Packet forwarding stops in AWS after several hours

Packet forwarding on the SSR stops after several hours of runtime in AWS when using Elastic Network Adapter (ENA) driver.

Issue ID: I95-56233
Last Updated: 2024-04-26
Introduced in SSR Version: 6.1.7

Problem

The ENA command-queue becomes unresponsive (device not responding) and the interface no longer passes traffic.

Indications of the symptoms can be observed by viewing the output of show device-interface extended-statistics.

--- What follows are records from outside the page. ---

//! Proof-of-service address verification.
//!
//! A requester challenges an address with a nonce; the masternode behind it
//! signs the nonce together with a recent block hash using its service key.
//! Outstanding challenges live in a pending table with deadlines, so nothing
//! ever blocks waiting for a reply.

use std::collections::HashMap;
use std::net::SocketAddr;
use std::sync::{Mutex, MutexGuard, PoisonError};

use log::{debug, info};
use rusty_shared_types::{Hash, MasternodeRecord, MasternodeStatus, MasternodeVerification};

use crate::config::MasternodeConfig;
use crate::error::MasternodeError;
use crate::throttle::RequestThrottle;

/// A challenge we sent and are waiting on.
#[derive(Debug, Clone)]
pub struct PendingVerification {
    pub request: MasternodeVerification,
    /// Unix time after which the challenge counts as failed
    pub deadline: u64,
}

/// Tracks outstanding challenges, reply throttling and seen verification broadcasts.
pub struct VerificationManager {
    timeout_secs: u64,
    pending: Mutex<HashMap<SocketAddr, PendingVerification>>,
    replied: Mutex<RequestThrottle<SocketAddr>>,
    seen: Mutex<HashMap<Hash, u64>>,
}

fn lock<T>(mutex: &Mutex<T>) -> MutexGuard<'_, T> {
    mutex.lock().unwrap_or_else(PoisonError::into_inner)
}

impl VerificationManager {
    pub fn new(config: &MasternodeConfig) -> Self {
        Self {
            timeout_secs: config.verification_timeout_secs,
            pending: Mutex::new(HashMap::new()),
            replied: Mutex::new(RequestThrottle::new(config.verify_reply_interval_secs)),
            seen: Mutex::new(HashMap::new()),
        }
    }

    /// Opens a challenge for `addr` at `block_height`.
    ///
    /// Returns `None` if a challenge for that address is still outstanding.
    /// A challenge past its deadline stays outstanding until [`expire`](Self::expire)
    /// has reported it.
    pub fn begin(&self, addr: SocketAddr, block_height: u64, now: u64) -> Option<MasternodeVerification> {
        let mut pending = lock(&self.pending);
        if pending.contains_key(&addr) {
            return None;
        }
        let request = MasternodeVerification::new_request(addr, rand::random(), block_height);
        pending.insert(addr, PendingVerification { request: request.clone(), deadline: now + self.timeout_secs });
        Some(request)
    }

    /// Claims the pending challenge a reply answers.
    ///
    /// A late reply leaves the challenge in place so the next expiry pass
    /// counts it as a failure.
    pub fn take_reply(&self, reply: &MasternodeVerification, now: u64) -> Result<MasternodeVerification, MasternodeError> {
        let mut pending = lock(&self.pending);
        let entry = pending
            .get(&reply.addr)
            .ok_or_else(|| MasternodeError::VerificationFailed(format!("unsolicited reply from {}", reply.addr)))?;
        if entry.request.nonce != reply.nonce || entry.request.block_height != reply.block_height {
            return Err(MasternodeError::VerificationFailed(format!("reply from {} does not match our request", reply.addr)));
        }
        if now > entry.deadline {
            return Err(MasternodeError::VerificationTimeout(reply.addr));
        }
        pending
            .remove(&reply.addr)
            .map(|entry| entry.request)
            .ok_or_else(|| MasternodeError::VerificationFailed(format!("unsolicited reply from {}", reply.addr)))
    }

    /// Removes challenges past their deadline and returns their addresses.
    pub fn expire(&self, now: u64) -> Vec<SocketAddr> {
        let mut pending = lock(&self.pending);
        let expired: Vec<SocketAddr> = pending
            .iter()
            .filter(|(_, entry)| now > entry.deadline)
            .map(|(addr, _)| *addr)
            .collect();
        for addr in &expired {
            pending.remove(addr);
        }
        expired
    }

    pub fn is_pending(&self, addr: &SocketAddr) -> bool {
        lock(&self.pending).contains_key(addr)
    }

    pub fn pending_count(&self) -> usize {
        lock(&self.pending).len()
    }

    /// Whether we may answer another challenge from `peer` now.
    pub fn allow_reply(&self, peer: SocketAddr, now: u64) -> bool {
        lock(&self.replied).check_and_record(peer, now)
    }

    /// Records a verification broadcast; `false` if it was already seen.
    pub fn mark_seen(&self, hash: Hash, now: u64) -> bool {
        let mut seen = lock(&self.seen);
        if seen.contains_key(&hash) {
            return false;
        }
        seen.insert(hash, now);
        true
    }

    pub fn prune(&self, now: u64, seen_expiry_secs: u64) {
        lock(&self.replied).prune(now);
        lock(&self.seen).retain(|_, seen_at| now < seen_at.saturating_add(seen_expiry_secs));
    }
}

/// Counts a failed verification against `record`. Returns `true` if this bans it.
pub fn record_pose_failure(record: &mut MasternodeRecord, height: u64, config: &MasternodeConfig, now: u64) -> bool {
    if record.pose_ban_score == 0 || height.saturating_sub(record.pose_window_start) > config.pose_ban_window_blocks {
        record.pose_ban_score = 0;
        record.pose_window_start = height;
    }
    record.pose_ban_score += 1;
    debug!("PoSe penalty for {} at height {}: score {}", record.collateral, height, record.pose_ban_score);

    if record.pose_ban_score >= config.pose_ban_max_score && record.status != MasternodeStatus::PoseBanned {
        if record.status != MasternodeStatus::OutpointSpent {
            record.set_status(MasternodeStatus::PoseBanned, now);
            info!("Masternode {} banned after {} failed verifications", record.collateral, record.pose_ban_score);
            return true;
        }
    }
    false
}

/// Credits a successful verification to `record`.
pub fn record_pose_success(record: &mut MasternodeRecord, height: u64) {
    record.pose_ban_score = record.pose_ban_score.saturating_sub(1);
    record.last_verified_height = height;
}
//! On-disk cache of the registry (`mncache.dat`).
//!
//! Layout: a bincode-encoded format version string followed by the bincode
//! encoded [`RegistryCache`]. A cache written by another format version is
//! thrown away and the registry is rebuilt from peers.

use std::fs::{self, File};
use std::io::{BufWriter, ErrorKind, Write};
use std::path::Path;

use log::{info, warn};
use rusty_shared_types::MasternodeRecord;
use serde::{Deserialize, Serialize};

use crate::admission::SeenMessages;
use crate::error::MasternodeError;
use crate::sync::SyncThrottles;

pub const CACHE_FILE_NAME: &str = "mncache.dat";
pub const CACHE_VERSION: &str = "rusty-masternode-cache-1";

/// Everything worth keeping across restarts.
#[derive(Debug, Clone, Serialize, Deserialize)]
pub struct RegistryCache {
    pub records: Vec<MasternodeRecord>,
    pub sync_throttles: SyncThrottles,
    pub seen: SeenMessages,
    pub last_watchdog_vote_time: u64,
}

/// Writes the cache atomically (temporary file, then rename).
pub fn save_cache(path: &Path, cache: &RegistryCache) -> Result<(), MasternodeError> {
    let tmp_path = path.with_extension("dat.tmp");
    {
        let mut writer = BufWriter::new(File::create(&tmp_path)?);
        bincode::serialize_into(&mut writer, CACHE_VERSION)?;
        bincode::serialize_into(&mut writer, cache)?;
        writer.flush()?;
    }
    fs::rename(&tmp_path, path)?;
    info!("Saved {} masternodes to {}", cache.records.len(), path.display());
    Ok(())
}

/// Reads a cache, failing on version mismatch or corrupt content.
pub fn read_cache(path: &Path) -> Result<RegistryCache, MasternodeError> {
    // Decoding from a slice bounds every length prefix by the file size.
    let bytes = fs::read(path)?;
    let version: String = bincode::deserialize(&bytes)?;
    if version != CACHE_VERSION {
        return Err(MasternodeError::PersistedStateVersionMismatch {
            expected: CACHE_VERSION.to_string(),
            found: version,
        });
    }
    let offset = bincode::serialized_size(&version)? as usize;
    Ok(bincode::deserialize(&bytes[offset..])?)
}

/// Loads the cache if there is a usable one.
///
/// A missing, outdated or corrupt file yields `Ok(None)`; only I/O failures are errors.
pub fn load_cache(path: &Path) -> Result<Option<RegistryCache>, MasternodeError> {
    match read_cache(path) {
        Ok(cache) => {
            info!("Loaded {} masternodes from {}", cache.records.len(), path.display());
            Ok(Some(cache))
        }
        Err(MasternodeError::Io(err)) if err.kind() == ErrorKind::NotFound => Ok(None),
        Err(MasternodeError::Io(err)) => Err(MasternodeError::Io(err)),
        Err(err) => {
            warn!("Discarding masternode cache {}: {}", path.display(), err);
            Ok(None)
        }
    }
}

There will be an excessive amount of rx errors indicated by the system.

 Extended Statistics:
bw_in_allowance_exceeded: 0
bw_out_allowance_exceeded: 0
conntrack_allowance_exceeded: 0
dev_start: 0
dev_stop: 0
device_port: 4
dpdk_port: 0
linklocal_allowance_exceeded: 0
pps_allowance_exceeded: 0
rx_errors: 139836994071144
rx_good_bytes: 0
rx_good_packets: 0
rx_mbuf_allocation_errors: 139838439323150
rx_missed_errors: 139837561586960
rx_q0_bytes: 1876012
rx_q0_cnt: 0
rx_q0_errors: 2734322
rx_q0_l3_csum_bad: 0
rx_q0_l4_csum_bad: 0
rx_q0_l4_csum_good: 0
rx_q0_packets: 875075952
rx_q0_refill_partial: 0
rx_q1_bytes: 1862808
rx_q1_cnt: 0
rx_q1_errors: 2100224

Additionally, the following log messages provide evidence of the failure event: DPDK.log

Apr 02 23:47:22.351 [DPDK| -- ] ERROR (deviceManagerTP) [ENA_COM: ena_com_wait_and_process_admin_cq_interrupts]Timeout waiting for comp_ctx->wait_event
Apr 02 23:47:22.351 [DPDK| -- ] ERROR (deviceManagerTP) [ENA_COM: ena_com_wait_and_process_admin_cq_interrupts]The ena device didn't send a completion for the admin cmd 11 status 0
Apr 02 23:47:22.351 [DPDK| -- ] ERROR (deviceManagerTP) [ENA_COM: ena_get_dev_stats]Failed to get stats. error: -62
Apr 02 23:47:22.351 [DPDK| -- ] ERROR (deviceManagerTP) ena_stats_get(): Could not retrieve statistics from ENA
Apr 02 23:47:25.352 [DPDK| -- ] ERROR (deviceManagerTP) [ENA_COM: ena_com_wait_and_process_admin_cq_interrupts]Timeout waiting for comp_ctx->wait_event
Apr 02 23:47:25.352 [DPDK| -- ] ERROR (deviceManagerTP) [ENA_COM: ena_com_wait_and_process_admin_cq_interrupts]The ena device didn't send a completion for the admin cmd 11 status 0
Apr 02 23:47:25.352 [DPDK| -- ] ERROR (deviceManagerTP) [ENA_COM: ena_get_dev_stats]Failed to get stats. error: -62
Apr 02 23:47:25.352 [DPDK| -- ] ERROR (deviceManagerTP) ena_stats_get(): Could not retrieve statistics from ENA
Apr 02 23:47:26.353 [DPDK| -- ] ERROR (deviceManagerTP) [ENA_COM: ena_get_dev_stats]Failed to get stats. error: -19
Apr 02 23:47:26.353 [DPDK| -- ] ERROR (deviceManagerTP) ena_stats_get(): Could not retrieve statistics from ENA
Apr 02 23:47:26.354 [DPDK| -- ] ERROR (deviceManagerTP) [ENA_COM: ena_get_dev_stats]Failed to get stats. error: -19

journal.log

Apr 03 08:26:02.642583 relayroutereast001 highway[9604]: Failed to queue packet; No ARP for x.x.x.1, interface 1.0, ex: ArpEntryPendException: Pend list max size of 5 exceeded
Apr 03 08:26:02.642595 relayroutereast001 highway[9604]: Send packet failed for session remote-host: ip-address: x.x.x.1; local-ip x.x.x.242; local-intf: 1.0; peer-name Router11-W

highway.log

Apr 03 09:25:35.173 [LINK|BFDS] ERROR (bfdAgentTP     ) Failed to queue packet; No ARP for x.x.x.195, interface 1.0, ex: ArpEntryPendException: Pend list max size of 5 exceeded
Apr 03 09:25:35.173 [LINK|BFDS] ERROR (bfdAgentTP ) Send packet failed for session remote-host: ip-address: x.x.x.195; local-ip x.x.x.242; local-intf: 1.0; peer-name RelayRouter001

Release Notes

The ENA command-queue becomes unresponsive (device not responding) and the interface no longer passes traffic.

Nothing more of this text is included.